When he did call, he was received with all the hospitality due to an
old friend. "Why had he not come to tea the night before? Tea had
been kept for him till eleven o'clock. Why, at any rate, had he not
come to breakfast? He had been much nicer in Jerusalem," Miss Baker
said.
Bertram answered hardly with the spirit which had marked all that he
had said in that far-away land. "He had been afraid to disturb them
so late; and had been unwilling to intrude so early." Miss Waddington
looked up at him from the collar she was working, and began to ask
herself whether she really did like him so much.

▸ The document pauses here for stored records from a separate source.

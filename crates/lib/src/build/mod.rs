//! Build execution.
//!
//! - `service`: the compile/release contract for one service
//! - `stack`: staging every service of a stack and writing `deploy.json`
//! - `types`: release metadata, deploy descriptor and errors

pub mod service;
pub mod stack;
pub mod types;

pub use service::ServiceBuilder;
pub use stack::{StackBuildError, build_stack};
pub use types::{BuildError, DeployDescriptor, ReleaseFailure, ReleaseMetadata, parse_release};
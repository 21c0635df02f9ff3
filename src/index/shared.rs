//! Rebuild-and-swap handle over an immutable [`Index`].
//!
//! Readers take an `Arc` snapshot and query it without holding any lock.
//! A rebuild constructs the new index off-lock and only takes the write lock
//! for the pointer swap, so in-flight queries keep using the old snapshot
//! until they drop it.

use crate::index::build::IndexBuilder;
use crate::index::reader::Index;
use std::sync::{Arc, PoisonError, RwLock};
use tracing::debug;

/// Thread-safe holder for the current index
#[derive(Debug)]
pub struct SharedIndex<T = String> {
    current: RwLock<Arc<Index<T>>>,
    builder: IndexBuilder,
}

impl<T: AsRef<[u8]> + Sync> SharedIndex<T> {
    pub fn new(index: Index<T>) -> Self {
        Self::with_builder(index, IndexBuilder::new())
    }

    /// Use `builder` for later calls to [`rebuild`](Self::rebuild)
    pub fn with_builder(index: Index<T>, builder: IndexBuilder) -> Self {
        Self {
            current: RwLock::new(Arc::new(index)),
            builder,
        }
    }

    /// Snapshot of the current index
    pub fn current(&self) -> Arc<Index<T>> {
        // The guarded value is a plain Arc, so a poisoned lock is still consistent
        let guard = self.current.read().unwrap_or_else(PoisonError::into_inner);
        Arc::clone(&guard)
    }

    /// Build a new index from `strings` and swap it in. Returns the previous index.
    pub fn rebuild(&self, strings: Vec<T>) -> Arc<Index<T>> {
        let index = self.builder.build(strings);
        self.replace(index)
    }

    /// Swap in an already built index. Returns the previous index.
    pub fn replace(&self, index: Index<T>) -> Arc<Index<T>> {
        let next = Arc::new(index);
        let mut guard = self.current.write().unwrap_or_else(PoisonError::into_inner);
        debug!(
            previous = guard.len(),
            next = next.len(),
            "swapped index"
        );
        std::mem::replace(&mut *guard, next)
    }
}

impl<T: AsRef<[u8]> + Clone> SharedIndex<T> {
    /// Query the current index, returning owned matches
    pub fn find(&self, needle: impl AsRef<[u8]>) -> Vec<T> {
        let guard = self.current.read().unwrap_or_else(PoisonError::into_inner);
        guard.find(needle).into_iter().cloned().collect()
    }
}

#[cfg(test)]
mod tests {
    use super::*;

    #[test]
    fn test_find_through_handle() {
        let shared = SharedIndex::new(Index::new(vec!["hello world".to_string(), "bye".to_string()]));
        assert_eq!(shared.find("world"), vec!["hello world".to_string()]);
        assert!(shared.find("nothing").is_empty());
    }

    #[test]
    fn test_rebuild_keeps_old_snapshot() {
        let shared = SharedIndex::new(Index::new(vec!["alpha", "beta"]));
        let before = shared.current();

        let previous = shared.rebuild(vec!["gamma", "delta"]);

        // Snapshots taken before the swap still see the old corpus
        assert!(Arc::ptr_eq(&before, &previous));
        assert_eq!(before.find("alp"), vec![&"alpha"]);

        let after = shared.current();
        assert!(after.find("alp").is_empty());
        assert_eq!(after.find("gam"), vec![&"gamma"]);
    }

    #[test]
    fn test_concurrent_readers() {
        let shared = Arc::new(SharedIndex::new(Index::new(
            (0..100).map(|i| format!("entry {}", i)).collect::<Vec<_>>(),
        )));

        let handles: Vec<_> = (0..4)
            .map(|t| {
                let shared = Arc::clone(&shared);
                std::thread::spawn(move || {
                    for _ in 0..50 {
                        let hits = shared.find(format!("entry {}", t * 10 + 5));
                        assert!(!hits.is_empty());
                    }
                })
            })
            .collect();

        shared.rebuild((0..100).map(|i| format!("entry {}", i)).collect());

        for handle in handles {
            handle.join().unwrap();
        }
    }
}
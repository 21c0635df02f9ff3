use crate::index::types::{StringId, WindowHash};
use crate::query::executor::QueryExecutor;
use crate::query::planner::QueryPlan;
use rustc_hash::FxHashMap;

/// Read-only substring index over a fixed string collection.
///
/// Built once by [`IndexBuilder`](crate::index::IndexBuilder) or
/// [`Index::new`] and never mutated afterwards, so shared references can be
/// queried from any number of threads. Rebuilding means constructing a new
/// `Index`; see [`SharedIndex`](crate::index::SharedIndex) for swapping one in.
#[derive(Debug, Clone)]
pub struct Index<T = String> {
    /// Original inputs, in order, duplicates kept
    pub(crate) strings: Vec<T>,
    /// Window hash -> canonical ids of the strings containing such a window
    pub(crate) table: FxHashMap<WindowHash, Vec<StringId>>,
}

impl<T: AsRef<[u8]>> Index<T> {
    /// Find every string containing `needle` as a contiguous byte sequence.
    ///
    /// An empty needle returns the whole collection. Results are a subset of
    /// [`strings`](Self::strings) and never contain false positives.
    pub fn find(&self, needle: impl AsRef<[u8]>) -> Vec<&T> {
        QueryExecutor::new(self).execute(needle.as_ref())
    }

    /// The plan [`find`](Self::find) would run for `needle`
    pub fn plan(&self, needle: impl AsRef<[u8]>) -> QueryPlan {
        QueryPlan::for_needle(needle.as_ref())
    }

    /// All indexed strings in input order
    pub fn strings(&self) -> &[T] {
        &self.strings
    }

    pub fn len(&self) -> usize {
        self.strings.len()
    }

    pub fn is_empty(&self) -> bool {
        self.strings.is_empty()
    }

    /// Get a string by id
    pub fn get(&self, id: StringId) -> Option<&T> {
        self.strings.get(id)
    }

    /// Canonical ids of the strings that produced `hash`. Empty for unknown hashes.
    pub fn bucket(&self, hash: WindowHash) -> &[StringId] {
        self.table.get(&hash).map(Vec::as_slice).unwrap_or(&[])
    }

    /// Number of distinct window hashes in the table
    pub fn bucket_count(&self) -> usize {
        self.table.len()
    }

    /// Give back the original strings, dropping the table
    pub fn into_strings(self) -> Vec<T> {
        self.strings
    }
}

#[cfg(test)]
mod tests {
    use super::*;

    fn index_with_table(entries: Vec<(WindowHash, Vec<StringId>)>) -> Index<&'static str> {
        Index {
            strings: vec!["test1", "test2"],
            table: entries.into_iter().collect(),
        }
    }

    #[test]
    fn test_bucket_lookup() {
        let index = index_with_table(vec![(12345, vec![0, 1])]);
        assert_eq!(index.bucket(12345), &[0, 1]);
        assert!(index.bucket(99999).is_empty());
        assert_eq!(index.bucket_count(), 1);
    }

    #[test]
    fn test_accessors() {
        let index = index_with_table(Vec::new());
        assert_eq!(index.len(), 2);
        assert!(!index.is_empty());
        assert_eq!(index.get(1), Some(&"test2"));
        assert_eq!(index.get(2), None);
        assert_eq!(index.into_strings(), vec!["test1", "test2"]);
    }
}
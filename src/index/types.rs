use anyhow::{Context, Result};
use serde::{Deserialize, Serialize};
use std::fs;
use std::path::Path;

/// Hash of one n-gram window
pub type WindowHash = u32;

/// Position in the index's string list of the first occurrence of a value
pub type StringId = usize;

/// Length of the n-grams used for indexing and searching
pub const WINDOW_LEN: usize = 3;

/// Initial value of both hash accumulators
pub const HASH_SEED: u32 = 5381;

/// Multiplier applied to the odd-offset accumulator when combining
pub const HASH_MULTIPLIER: u32 = 1_566_083_941;

/// Configuration for the index builder
#[derive(Debug, Clone, PartialEq, Eq, Serialize, Deserialize)]
#[serde(default)]
pub struct IndexConfig {
    /// Unique-string count at which window hashing runs on the rayon pool
    pub parallel_threshold: usize,
    /// String count at which the CLI shows a build spinner
    pub progress_threshold: usize,
}

impl Default for IndexConfig {
    fn default() -> Self {
        Self {
            parallel_threshold: 4096,
            progress_threshold: 100_000,
        }
    }
}

impl IndexConfig {
    /// Load a JSON config file. Missing fields take their defaults.
    pub fn load(path: &Path) -> Result<Self> {
        let data = fs::read_to_string(path)
            .with_context(|| format!("Failed to read config {}", path.display()))?;
        serde_json::from_str(&data)
            .with_context(|| format!("Invalid config {}", path.display()))
    }

    /// Config that never hashes in parallel
    pub fn sequential() -> Self {
        Self {
            parallel_threshold: usize::MAX,
            ..Self::default()
        }
    }
}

"Of course you will dine with us," said Miss Baker. George said he
would, but assured her that he had not intended to give so much
trouble. Could this be the same man, thought Caroline, who had
snubbed Mr. M'Gabbery, and had stood by laughing when she slipped
into the water?
All manner of questions were then asked and answered respecting their
different journeys. Constantinople was described on one side, and
the Tyrol; and on the other the perils of the ride to Jaffa, the
discomforts of the Austrian boat to Alexandria, and the manners
of the ladies from India with whom Miss Baker and her niece had
travelled in their passage from Egypt to Marseilles. Then they said
something about uncle George--not that Miss Baker so called him--and
Bertram said that he had learnt that Miss Baker had been staying at
Hadley.
"Yes," said she; "when I am in town, I have always money matters
to arrange with Mr. Bertram, or rather to have arranged by Mr.
Pritchett; and I usually stay a day or two at Hadley. On this
occasion I was there a week."
George could not but think that up to the period of their meeting at
Jerusalem, Miss Baker had been instructed to be silent about Hadley,
but that she was now permitted to speak out openly.
And so they sat and talked for an hour. Caroline had given her
aunt strict injunctions not to go out of the room, so as to leave
them together during Bertram's first visit. "Of course it would be
palpable that you did so for a purpose," said Caroline.
"And why not?" said Miss Baker, innocently.